WORK INSTRUCTIONS:
Scan the entries for lines with the word "TransitionAction", then copy those lines.

Records contained in a dataset:
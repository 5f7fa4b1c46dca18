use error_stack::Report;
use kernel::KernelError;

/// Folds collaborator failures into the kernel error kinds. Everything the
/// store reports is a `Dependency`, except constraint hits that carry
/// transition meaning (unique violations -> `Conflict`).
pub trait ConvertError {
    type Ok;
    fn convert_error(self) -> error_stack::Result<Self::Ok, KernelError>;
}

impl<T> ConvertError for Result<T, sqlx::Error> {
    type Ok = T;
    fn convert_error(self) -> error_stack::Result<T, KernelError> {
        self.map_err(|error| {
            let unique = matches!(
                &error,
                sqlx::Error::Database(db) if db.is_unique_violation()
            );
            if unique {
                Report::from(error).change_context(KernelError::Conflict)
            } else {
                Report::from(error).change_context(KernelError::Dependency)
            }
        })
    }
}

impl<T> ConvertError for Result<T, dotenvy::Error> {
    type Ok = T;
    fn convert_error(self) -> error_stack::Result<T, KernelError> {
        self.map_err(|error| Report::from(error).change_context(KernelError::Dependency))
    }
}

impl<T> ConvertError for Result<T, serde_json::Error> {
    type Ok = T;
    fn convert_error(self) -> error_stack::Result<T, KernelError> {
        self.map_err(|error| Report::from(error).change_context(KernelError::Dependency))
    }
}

--

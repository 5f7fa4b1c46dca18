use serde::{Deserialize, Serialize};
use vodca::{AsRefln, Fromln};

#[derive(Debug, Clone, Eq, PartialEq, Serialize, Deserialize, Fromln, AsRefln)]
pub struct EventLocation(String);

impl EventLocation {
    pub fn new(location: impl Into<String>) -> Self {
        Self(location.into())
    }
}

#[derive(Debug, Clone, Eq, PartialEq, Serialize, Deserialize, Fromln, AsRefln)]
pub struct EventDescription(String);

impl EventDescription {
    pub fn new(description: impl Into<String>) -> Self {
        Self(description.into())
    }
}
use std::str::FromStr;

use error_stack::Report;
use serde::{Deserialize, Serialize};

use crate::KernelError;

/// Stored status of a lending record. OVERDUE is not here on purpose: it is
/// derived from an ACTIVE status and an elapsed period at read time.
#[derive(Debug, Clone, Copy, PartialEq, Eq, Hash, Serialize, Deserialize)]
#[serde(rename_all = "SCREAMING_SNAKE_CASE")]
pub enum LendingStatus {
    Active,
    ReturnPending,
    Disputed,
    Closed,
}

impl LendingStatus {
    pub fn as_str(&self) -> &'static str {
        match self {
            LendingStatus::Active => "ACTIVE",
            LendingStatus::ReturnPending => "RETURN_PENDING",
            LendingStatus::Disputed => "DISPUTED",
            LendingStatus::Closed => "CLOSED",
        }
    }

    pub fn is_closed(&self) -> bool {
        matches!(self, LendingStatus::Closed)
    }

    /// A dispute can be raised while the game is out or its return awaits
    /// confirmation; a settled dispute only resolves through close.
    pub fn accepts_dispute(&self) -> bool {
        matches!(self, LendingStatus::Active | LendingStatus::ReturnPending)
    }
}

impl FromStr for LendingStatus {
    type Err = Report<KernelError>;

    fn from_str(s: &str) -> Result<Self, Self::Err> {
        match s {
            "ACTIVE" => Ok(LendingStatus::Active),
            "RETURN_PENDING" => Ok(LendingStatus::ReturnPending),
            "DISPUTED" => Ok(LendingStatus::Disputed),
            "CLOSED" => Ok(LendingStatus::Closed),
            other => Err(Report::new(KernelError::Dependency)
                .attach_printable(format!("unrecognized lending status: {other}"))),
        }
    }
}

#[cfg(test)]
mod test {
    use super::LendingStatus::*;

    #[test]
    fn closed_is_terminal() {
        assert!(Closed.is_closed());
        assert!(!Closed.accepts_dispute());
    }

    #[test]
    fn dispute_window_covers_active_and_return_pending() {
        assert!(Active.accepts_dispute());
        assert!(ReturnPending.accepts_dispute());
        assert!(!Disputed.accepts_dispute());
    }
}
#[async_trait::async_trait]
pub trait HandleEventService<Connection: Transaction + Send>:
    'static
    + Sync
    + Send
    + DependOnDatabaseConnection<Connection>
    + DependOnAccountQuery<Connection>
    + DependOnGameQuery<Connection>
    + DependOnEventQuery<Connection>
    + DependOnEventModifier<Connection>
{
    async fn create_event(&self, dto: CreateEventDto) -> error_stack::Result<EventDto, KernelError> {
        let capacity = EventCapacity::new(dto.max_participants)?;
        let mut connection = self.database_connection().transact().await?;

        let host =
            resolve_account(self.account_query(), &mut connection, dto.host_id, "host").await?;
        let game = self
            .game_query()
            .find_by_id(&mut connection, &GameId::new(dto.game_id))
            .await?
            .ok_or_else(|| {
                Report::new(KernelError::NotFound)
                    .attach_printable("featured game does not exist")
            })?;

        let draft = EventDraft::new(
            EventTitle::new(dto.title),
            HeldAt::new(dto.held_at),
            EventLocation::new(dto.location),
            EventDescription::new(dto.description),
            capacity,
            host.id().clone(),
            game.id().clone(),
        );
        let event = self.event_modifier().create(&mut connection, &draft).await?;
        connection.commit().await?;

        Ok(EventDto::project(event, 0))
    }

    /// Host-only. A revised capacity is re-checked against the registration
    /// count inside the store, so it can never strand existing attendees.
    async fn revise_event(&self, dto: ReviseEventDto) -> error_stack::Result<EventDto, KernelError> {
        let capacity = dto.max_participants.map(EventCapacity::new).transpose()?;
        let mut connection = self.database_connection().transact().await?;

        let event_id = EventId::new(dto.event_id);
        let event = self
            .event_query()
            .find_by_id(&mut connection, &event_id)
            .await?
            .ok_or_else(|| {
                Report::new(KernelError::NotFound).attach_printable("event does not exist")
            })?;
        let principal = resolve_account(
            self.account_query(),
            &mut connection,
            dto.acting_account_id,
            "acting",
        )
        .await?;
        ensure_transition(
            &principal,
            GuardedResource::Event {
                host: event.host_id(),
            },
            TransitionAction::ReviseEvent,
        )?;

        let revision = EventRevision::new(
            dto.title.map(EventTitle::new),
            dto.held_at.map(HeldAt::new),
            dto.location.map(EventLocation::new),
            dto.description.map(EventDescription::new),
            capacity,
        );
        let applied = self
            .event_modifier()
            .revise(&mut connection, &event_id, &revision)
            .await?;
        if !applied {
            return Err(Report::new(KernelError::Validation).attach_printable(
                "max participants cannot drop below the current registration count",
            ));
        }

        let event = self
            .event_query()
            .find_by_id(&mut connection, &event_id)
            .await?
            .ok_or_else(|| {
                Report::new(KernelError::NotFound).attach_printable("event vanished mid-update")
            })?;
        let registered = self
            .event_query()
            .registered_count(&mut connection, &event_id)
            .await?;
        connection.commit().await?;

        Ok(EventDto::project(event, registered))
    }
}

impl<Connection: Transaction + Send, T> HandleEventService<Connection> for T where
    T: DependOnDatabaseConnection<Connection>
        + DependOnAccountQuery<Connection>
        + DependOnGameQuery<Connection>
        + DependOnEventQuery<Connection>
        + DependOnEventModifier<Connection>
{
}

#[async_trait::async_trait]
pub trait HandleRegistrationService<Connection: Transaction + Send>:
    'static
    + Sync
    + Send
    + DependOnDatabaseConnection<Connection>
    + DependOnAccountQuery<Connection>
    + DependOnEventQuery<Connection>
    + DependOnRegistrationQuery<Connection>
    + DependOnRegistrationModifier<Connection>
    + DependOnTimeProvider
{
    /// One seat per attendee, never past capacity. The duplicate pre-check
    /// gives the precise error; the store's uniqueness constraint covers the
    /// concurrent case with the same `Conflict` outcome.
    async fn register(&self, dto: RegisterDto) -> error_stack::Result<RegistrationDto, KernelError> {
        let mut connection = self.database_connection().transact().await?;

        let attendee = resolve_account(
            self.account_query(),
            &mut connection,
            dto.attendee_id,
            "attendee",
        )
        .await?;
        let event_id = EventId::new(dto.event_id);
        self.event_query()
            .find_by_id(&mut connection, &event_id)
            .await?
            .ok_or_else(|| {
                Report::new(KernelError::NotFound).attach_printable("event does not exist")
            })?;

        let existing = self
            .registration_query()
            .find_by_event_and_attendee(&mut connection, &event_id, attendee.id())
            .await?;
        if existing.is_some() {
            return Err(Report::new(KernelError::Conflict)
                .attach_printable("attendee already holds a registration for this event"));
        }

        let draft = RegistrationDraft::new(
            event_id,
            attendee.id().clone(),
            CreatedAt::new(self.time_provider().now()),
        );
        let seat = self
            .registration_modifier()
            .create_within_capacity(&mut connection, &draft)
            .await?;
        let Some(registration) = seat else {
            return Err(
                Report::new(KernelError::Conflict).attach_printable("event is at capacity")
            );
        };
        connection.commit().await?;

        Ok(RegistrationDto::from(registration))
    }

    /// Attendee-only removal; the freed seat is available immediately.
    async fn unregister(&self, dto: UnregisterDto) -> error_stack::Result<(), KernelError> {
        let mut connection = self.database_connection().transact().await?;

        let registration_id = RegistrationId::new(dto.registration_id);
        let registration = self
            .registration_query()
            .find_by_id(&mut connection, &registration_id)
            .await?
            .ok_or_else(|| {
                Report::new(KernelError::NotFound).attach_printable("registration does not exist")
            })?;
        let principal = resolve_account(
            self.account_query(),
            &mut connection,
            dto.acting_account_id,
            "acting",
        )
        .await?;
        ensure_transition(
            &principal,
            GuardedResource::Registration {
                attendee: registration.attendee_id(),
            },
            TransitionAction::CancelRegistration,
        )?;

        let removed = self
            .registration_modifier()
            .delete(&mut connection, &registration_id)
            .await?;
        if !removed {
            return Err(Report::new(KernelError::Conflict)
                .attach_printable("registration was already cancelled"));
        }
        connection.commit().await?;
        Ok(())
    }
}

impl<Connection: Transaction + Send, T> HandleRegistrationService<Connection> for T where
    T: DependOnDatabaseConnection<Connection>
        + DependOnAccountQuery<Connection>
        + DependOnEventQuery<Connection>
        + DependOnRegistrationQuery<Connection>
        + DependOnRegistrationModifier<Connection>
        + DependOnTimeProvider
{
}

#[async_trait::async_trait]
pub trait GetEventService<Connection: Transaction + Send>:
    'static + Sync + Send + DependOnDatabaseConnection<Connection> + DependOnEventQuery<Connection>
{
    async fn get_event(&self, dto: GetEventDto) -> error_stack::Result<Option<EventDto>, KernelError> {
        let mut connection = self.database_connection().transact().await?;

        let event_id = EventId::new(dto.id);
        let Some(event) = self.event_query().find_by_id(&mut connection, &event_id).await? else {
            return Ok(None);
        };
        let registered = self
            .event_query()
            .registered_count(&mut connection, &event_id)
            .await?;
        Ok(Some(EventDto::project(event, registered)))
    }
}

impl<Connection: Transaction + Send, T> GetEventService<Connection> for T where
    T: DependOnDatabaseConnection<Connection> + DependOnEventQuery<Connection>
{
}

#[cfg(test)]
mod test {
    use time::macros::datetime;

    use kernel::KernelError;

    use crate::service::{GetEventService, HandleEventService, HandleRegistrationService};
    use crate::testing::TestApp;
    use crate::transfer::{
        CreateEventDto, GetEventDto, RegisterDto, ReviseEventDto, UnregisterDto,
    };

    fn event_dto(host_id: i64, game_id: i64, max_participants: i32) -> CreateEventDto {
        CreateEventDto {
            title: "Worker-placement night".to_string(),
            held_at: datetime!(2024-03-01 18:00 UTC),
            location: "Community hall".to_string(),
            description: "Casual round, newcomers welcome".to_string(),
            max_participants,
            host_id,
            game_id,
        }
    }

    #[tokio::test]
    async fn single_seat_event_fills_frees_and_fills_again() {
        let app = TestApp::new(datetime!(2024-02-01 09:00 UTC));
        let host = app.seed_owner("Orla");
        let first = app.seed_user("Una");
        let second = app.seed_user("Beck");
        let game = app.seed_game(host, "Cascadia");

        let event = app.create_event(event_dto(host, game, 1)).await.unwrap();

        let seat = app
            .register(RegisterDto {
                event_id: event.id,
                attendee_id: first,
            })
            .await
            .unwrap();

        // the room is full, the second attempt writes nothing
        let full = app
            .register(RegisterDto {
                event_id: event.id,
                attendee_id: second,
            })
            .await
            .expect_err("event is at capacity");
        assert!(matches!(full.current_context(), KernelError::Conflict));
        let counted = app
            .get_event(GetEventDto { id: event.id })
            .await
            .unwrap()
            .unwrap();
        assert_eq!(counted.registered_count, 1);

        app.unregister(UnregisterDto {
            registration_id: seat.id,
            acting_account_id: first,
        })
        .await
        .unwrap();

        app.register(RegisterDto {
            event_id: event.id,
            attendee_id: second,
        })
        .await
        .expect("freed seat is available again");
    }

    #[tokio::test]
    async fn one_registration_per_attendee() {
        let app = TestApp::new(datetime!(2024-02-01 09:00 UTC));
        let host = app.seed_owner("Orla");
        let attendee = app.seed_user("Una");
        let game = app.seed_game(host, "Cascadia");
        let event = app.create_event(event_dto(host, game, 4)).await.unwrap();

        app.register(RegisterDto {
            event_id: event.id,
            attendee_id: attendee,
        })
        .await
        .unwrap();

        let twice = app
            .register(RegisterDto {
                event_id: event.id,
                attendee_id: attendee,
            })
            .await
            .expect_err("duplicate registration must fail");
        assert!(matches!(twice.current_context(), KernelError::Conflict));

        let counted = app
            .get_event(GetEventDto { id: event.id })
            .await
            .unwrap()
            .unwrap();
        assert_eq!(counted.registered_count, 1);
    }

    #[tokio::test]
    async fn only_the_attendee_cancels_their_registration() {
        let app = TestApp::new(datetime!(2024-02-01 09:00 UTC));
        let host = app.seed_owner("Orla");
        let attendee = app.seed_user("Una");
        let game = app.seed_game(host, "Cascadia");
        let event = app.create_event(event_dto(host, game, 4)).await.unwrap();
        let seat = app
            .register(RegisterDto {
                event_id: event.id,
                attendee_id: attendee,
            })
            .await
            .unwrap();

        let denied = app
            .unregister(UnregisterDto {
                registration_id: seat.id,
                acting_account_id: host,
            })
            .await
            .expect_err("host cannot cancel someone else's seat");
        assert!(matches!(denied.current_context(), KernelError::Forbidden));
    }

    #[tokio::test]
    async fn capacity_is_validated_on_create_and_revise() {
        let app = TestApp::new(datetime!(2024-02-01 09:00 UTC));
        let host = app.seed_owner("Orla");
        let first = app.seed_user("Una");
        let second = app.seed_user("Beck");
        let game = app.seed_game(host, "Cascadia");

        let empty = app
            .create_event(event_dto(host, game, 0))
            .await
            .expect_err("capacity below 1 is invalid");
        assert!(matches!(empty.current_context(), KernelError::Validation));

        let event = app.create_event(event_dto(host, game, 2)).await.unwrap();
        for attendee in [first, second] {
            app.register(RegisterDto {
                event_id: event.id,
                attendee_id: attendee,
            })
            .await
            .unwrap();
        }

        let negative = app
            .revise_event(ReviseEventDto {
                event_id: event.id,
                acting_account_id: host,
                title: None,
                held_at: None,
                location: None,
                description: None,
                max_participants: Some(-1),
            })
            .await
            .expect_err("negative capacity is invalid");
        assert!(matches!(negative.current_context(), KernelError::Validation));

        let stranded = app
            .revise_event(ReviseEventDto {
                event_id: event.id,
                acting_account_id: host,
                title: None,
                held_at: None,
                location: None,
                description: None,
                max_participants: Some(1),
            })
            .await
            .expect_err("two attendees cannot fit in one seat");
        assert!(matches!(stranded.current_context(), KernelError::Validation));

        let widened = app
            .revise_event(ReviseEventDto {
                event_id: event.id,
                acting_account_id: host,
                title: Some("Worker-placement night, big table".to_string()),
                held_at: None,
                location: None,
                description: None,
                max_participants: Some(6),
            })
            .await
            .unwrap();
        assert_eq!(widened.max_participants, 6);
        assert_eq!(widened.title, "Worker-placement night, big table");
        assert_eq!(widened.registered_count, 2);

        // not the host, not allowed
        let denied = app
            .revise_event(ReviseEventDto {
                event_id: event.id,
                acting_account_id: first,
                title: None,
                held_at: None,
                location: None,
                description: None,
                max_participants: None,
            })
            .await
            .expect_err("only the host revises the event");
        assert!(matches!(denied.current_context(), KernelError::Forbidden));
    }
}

RESPONSE BOX:
            TransitionAction::ReviseEvent,
            TransitionAction::CancelRegistration,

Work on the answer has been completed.